We study model selection for clustered data, when the focus is on cluster specific inference. Such data are often modelled using random effects, and conditional Akaike information was proposed in Vaida & Blanchard (2005) and used to derive an information criterion under linear mixed models. Here we extend the approach to generalized linear and proportional hazards mixed models. Outside the normal linear mixed models, exact calculations are not available and we resort to asymptotic approximations. In the presence of nuisance parameters, a profile conditional Akaike information is proposed. Bootstrap methods are considered for their potential advantage in finite samples. Simulations show that the performance of the bootstrap and the analytic criteria are comparable, with bootstrap demonstrating some advantages for larger cluster sizes. The proposed criteria are applied to two cancer datasets to select models when the cluster-specific inference is of interest.
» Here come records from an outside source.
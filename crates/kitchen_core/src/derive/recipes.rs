//! Recipe browsing and "use my ingredients" suggestions.

use crate::derive::expiry::ExpiryPolicy;
use crate::derive::filter::filter_by_category;
use crate::derive::search::search;
use crate::model::inventory::InventoryItem;
use crate::model::recipe::Recipe;
use chrono::NaiveDate;
use serde::Serialize;

/// Category filter followed by title/description search.
pub fn browse(snapshot: &[Recipe], category: &str, query: &str) -> Vec<Recipe> {
    search(&filter_by_category(snapshot, category), query)
}

/// First `limit` ingredients joined by `", "`, with `"..."` when truncated.
pub fn ingredient_preview(recipe: &Recipe, limit: usize) -> String {
    let mut preview = recipe
        .ingredients
        .iter()
        .take(limit)
        .map(String::as_str)
        .collect::<Vec<_>>()
        .join(", ");
    if recipe.ingredients.len() > limit {
        preview.push_str("...");
    }
    preview
}

/// Recipe ranked against what is currently on hand.
#[derive(Debug, Clone, PartialEq, Eq, Serialize)]
pub struct RecipeSuggestion {
    pub recipe: Recipe,
    /// Recipe ingredients covered by a usable inventory item, in recipe order.
    pub matched: Vec<String>,
    /// Recipe ingredients with no usable inventory item, in recipe order.
    pub missing: Vec<String>,
}

/// Ranks recipes by how many ingredients are covered by usable inventory.
///
/// An item is usable when its quantity is non-zero and it has not expired as
/// of `reference_date`. Matching is case-insensitive substring in either
/// direction, so `"Tomato"` covers `"Tomatoes"`. Blank item names and blank
/// ingredients never match. Recipes with no match are omitted; ties keep
/// catalog order.
pub fn suggest_recipes(
    recipes: &[Recipe],
    inventory: &[InventoryItem],
    reference_date: NaiveDate,
    policy: ExpiryPolicy,
) -> Vec<RecipeSuggestion> {
    let on_hand: Vec<String> = inventory
        .iter()
        .filter(|item| item.quantity > 0)
        .filter(|item| policy.classify(item.expiry_date, reference_date).is_usable())
        .map(|item| item.name.trim().to_lowercase())
        .filter(|name| !name.is_empty())
        .collect();

    let mut suggestions: Vec<RecipeSuggestion> = recipes
        .iter()
        .filter_map(|recipe| {
            let (matched, missing): (Vec<String>, Vec<String>) = recipe
                .ingredients
                .iter()
                .cloned()
                .partition(|ingredient| ingredient_covered(ingredient, &on_hand));
            if matched.is_empty() {
                return None;
            }
            Some(RecipeSuggestion {
                recipe: recipe.clone(),
                matched,
                missing,
            })
        })
        .collect();

    // Stable sort keeps catalog order among equal match counts.
    suggestions.sort_by(|left, right| right.matched.len().cmp(&left.matched.len()));
    suggestions
}

fn ingredient_covered(ingredient: &str, on_hand: &[String]) -> bool {
    let ingredient = ingredient.trim().to_lowercase();
    if ingredient.is_empty() {
        return false;
    }
    on_hand
        .iter()
        .any(|name| ingredient.contains(name.as_str()) || name.contains(ingredient.as_str()))
}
我们研究聚类数据的模型选择问题,此时重点在于特定聚类的推断。此类数据通常使用随机效应进行建模,Vaida和Blanchard(2005年)提出了条件赤池信息,并用于推导线性混合模型下的信息准则。在此,我们将该方法扩展到广义线性和比例风险混合模型。在正态线性混合模型之外,无法进行精确计算,因此我们采用渐近近似。在存在干扰参数的情况下,提出了一种轮廓条件赤池信息。考虑到自抽样方法在有限样本中的潜在优势,对其进行了研究。模拟结果表明,自抽样方法和分析准则的性能相当,自抽样方法在聚类规模较大时表现出一些优势。当关注特定聚类的推断时,将所提出的准则应用于两个癌症数据集以选择模型。